William Bateson and the Birth of Genetics

William Bateson drawing

William Bateson drawing (1861-1923)

On August 8 1861English biologist William Bateson was born. Bateson was the first person to use the term genetics to describe the study of heredity, and the chief popularizer of the ideas of Gregor Mendel [7] following their rediscovery in 1900 by Hugo de Vries and Carl Correns.

“The concept of evolution as proceeding through the gradual transformation of masses of individuals by the accumulation of impalpable changes is one that the study of genetics shows immediately to be false. Once for all, that burden so gratuitously undertaken in ignorance of generic physiology by the evolutionists of the last century may be cast into oblivion. For the facts of heredity and variation unite to prove that genetic variation is a phenomenon of individuals.”
– William Bateson, Mendel’s Principles of Heredity (1913)

William Bateson – Early Years

William Bateson was born in Whitby on the Yorkshire coast, the son of William Henry Bateson, Master of St John’s College, Cambridge. He was educated at Rugby School and at St John’s College in Cambridge, where he graduated BA in 1883 with a first in natural sciences. He traveled to the United States in order to study embryology and investigate the development of Balanoglossus. This sparked his interest in vertebrate origins. Later on, Bateson became a fellow of St John’s. He further studied variation and heredity while traveling in western Central Asia.

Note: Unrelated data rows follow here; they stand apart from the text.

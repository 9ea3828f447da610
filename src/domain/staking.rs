//! Stake sizing for parlays.
//!
//! Two numbers per parlay: the simulated payout of a flat stake and the
//! full-Kelly stake for the given bankroll.
//!
//! Kelly formula for a binary outcome at decimal odds `d`:
//!   b  = d − 1          (net odds)
//!   f* = (p·b − (1−p)) / b
//! The stake is `f* × bankroll`, only when `p > 1/d`. No fractional
//! multiplier or position cap is applied; callers add their own risk cap.

use rust_decimal::Decimal;
use serde::{Deserialize, Serialize};

use super::error::{EngineError, EngineResult};
use super::parlay::{Parlay, round_f64};

/// Full-Kelly fraction of bankroll for a bet at `odds` with win probability `prob`.
///
/// Zero when the net odds are zero or there is no positive edge.
pub fn kelly_fraction(prob: f64, odds: f64) -> f64 {
    let b = odds - 1.0;
    if b == 0.0 || odds <= 0.0 {
        return 0.0;
    }
    if prob <= 1.0 / odds {
        return 0.0;
    }
    (prob * b - (1.0 - prob)) / b
}

/// Staking calculator bound to a flat stake and a bankroll.
#[derive(Debug, Clone, Copy, PartialEq, Serialize, Deserialize)]
pub struct StakingEngine {
    /// Flat stake per simulated parlay bet.
    stake: f64,
    /// Current bankroll for Kelly sizing.
    bankroll: f64,
}

impl StakingEngine {
    /// Creates a staking engine. Both amounts must be positive.
    pub fn new(stake: f64, bankroll: f64) -> EngineResult<Self> {
        if !stake.is_finite() || stake <= 0.0 {
            return Err(EngineError::invalid(format!(
                "stake must be positive, got {stake}"
            )));
        }
        if !bankroll.is_finite() || bankroll <= 0.0 {
            return Err(EngineError::invalid(format!(
                "bankroll must be positive, got {bankroll}"
            )));
        }
        Ok(Self { stake, bankroll })
    }

    pub fn stake(&self) -> f64 {
        self.stake
    }

    pub fn bankroll(&self) -> f64 {
        self.bankroll
    }

    /// Payout of the flat stake if every leg wins.
    pub fn potential_return(&self, parlay: &Parlay) -> f64 {
        parlay.cumulative_odds * self.stake
    }

    /// Full-Kelly stake in bankroll units; 0 without a positive edge.
    pub fn kelly_stake(&self, parlay: &Parlay) -> f64 {
        kelly_fraction(parlay.cumulative_probability, parlay.cumulative_odds) * self.bankroll
    }

    /// Stake recommendation for one parlay.
    pub fn recommend(&self, parlay: &Parlay) -> StakeRecommendation {
        StakeRecommendation {
            label: parlay.label(),
            legs: parlay.leg_count(),
            cumulative_odds: parlay.display_odds(),
            cumulative_probability: parlay.display_probability(),
            potential_return: round_f64(self.potential_return(parlay), 2),
            kelly_stake: round_f64(self.kelly_stake(parlay), 2),
            has_edge: parlay.has_edge(),
        }
    }

    /// Stake recommendations for a list of parlays, in input order.
    pub fn recommend_all(&self, parlays: &[Parlay]) -> Vec<StakeRecommendation> {
        parlays.iter().map(|p| self.recommend(p)).collect()
    }
}

/// Display-ready staking figures for one parlay.
#[derive(Debug, Clone, PartialEq, Eq, Serialize, Deserialize)]
pub struct StakeRecommendation {
    /// Parlay label (`TEAM @ BOOK, ...`).
    pub label: String,
    /// Number of legs.
    pub legs: usize,
    /// Cumulative decimal odds, 2 dp.
    pub cumulative_odds: Decimal,
    /// Joint win probability, 4 dp.
    pub cumulative_probability: Decimal,
    /// Flat-stake payout, 2 dp.
    pub potential_return: Decimal,
    /// Full-Kelly stake, 2 dp.
    pub kelly_stake: Decimal,
    /// Joint probability beats the break-even price.
    pub has_edge: bool,
}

Mechanisms of Biological Evolution

Bateson’s early works on the mechanisms of biological evolution were strongly influenced by Charles Darwin [5] and Francis Galton[6]. In his first important work, he showed that some biological characteristics are not distributed continuously, with a normal distribution, but discontinuously. Bateson saw the persistence of two forms in one population as a challenge to the then current conceptions of the mechanism of heredity.

The Study of Variation

In 1894, William Bateson published the book “Materials for the study of variation“. In it, he intended to show that biological variation exists both continuously, for some characters, and discontinuously for others. He coined the terms ‘meristic‘ and ‘substantive‘. Three years later, Bateson reported conceptual and methodological advances in his study of variation. He wrote about a series of breeding experiments performed by is pupil, Miss E.R. Saunders, using the alpine brassica Biscutella laevigata in the Cambridge botanic gardens. They intercrossed hairy and smooth forms of identical plants experimentally and found out that they present “the same appearance of discontinuity which the wild plants at the Tosa Falls do. This discontinuity is, therefore, the outward sign of the fact that in heredity the two characters of smoothness and hairiness do not completely blend, and the offspring do not regress to one mean form, but to two distinct forms”. In Materials Bateson noted and named homeotic mutations, in which an expected body-part has been replaced by another. The animal mutations he studied included bees with legs instead of antennae; crayfish with extra oviducts; and in humans, polydactyly, extra ribs, and males with extra nipples. These mutations are in the homeobox genes which control the pattern of body formation during early embryonic development of animals.

Early Research in Genetics

When Bateson directed a genetics research group at Cambridge, which consisted mostly of women associated with Newnham College, Cambridge. They provided assistance for his research program at a time when Mendelism was not yet recognized as a legitimate field of study and carried out a series of breeding experiments in various plant and animal species. The results supported and extended Mendel’s laws of heredity.

The Rediscover of Mendel

At about this time, Hugo de Vries and Carl Erich Correns began similar plant-breeding experiments. But, unlike Bateson, they were familiar with the extensive plant breeding experiments of Gregor Mendel in the 1860s, and they did not cite Bateson’s work.[7] Critically, Bateson gave a lecture to the Royal Horticultural Society in July 1899, which was attended by Hugo de Vries, in which he described his investigations into discontinuous variation, his experimental crosses, and the significance of such studies for the understanding of Heredity. He urged his colleagues to conduct large-scale, well-designed and statistically analysed experiments of the sort that, although he did not know it, Mendel had already conducted, and which would be “rediscovered” by de Vries and Correns just six months later.

The Science of Genetics

It is assumed that William Bateson first suggested using the word ‘genetics‘ (from the Greek gennō, γεννώ; “to give birth“) to describe the study of inheritance. He first used the term publicly at the Third International Conference on Plant Hybridization in London in 1906. William Bateson co-discovered genetic linkage with Reginald Punnett and Edith Saunders, and he and Punnett founded the Journal of Genetics in 1910. Bateson also coined the term ‘epistasis‘ to describe the genetic interaction of two independent loci. In June 1894 Bateson was elected a Fellow of the Royal Society and won their Darwin Medal in 1904 and their Royal Medal in 1920.

William Bateson became director of the John Innes Horticultural Institution in 1910 and moved with his family to Merton Park in Surrey. He was director there until his sudden death on February 8, 1923, at age 64.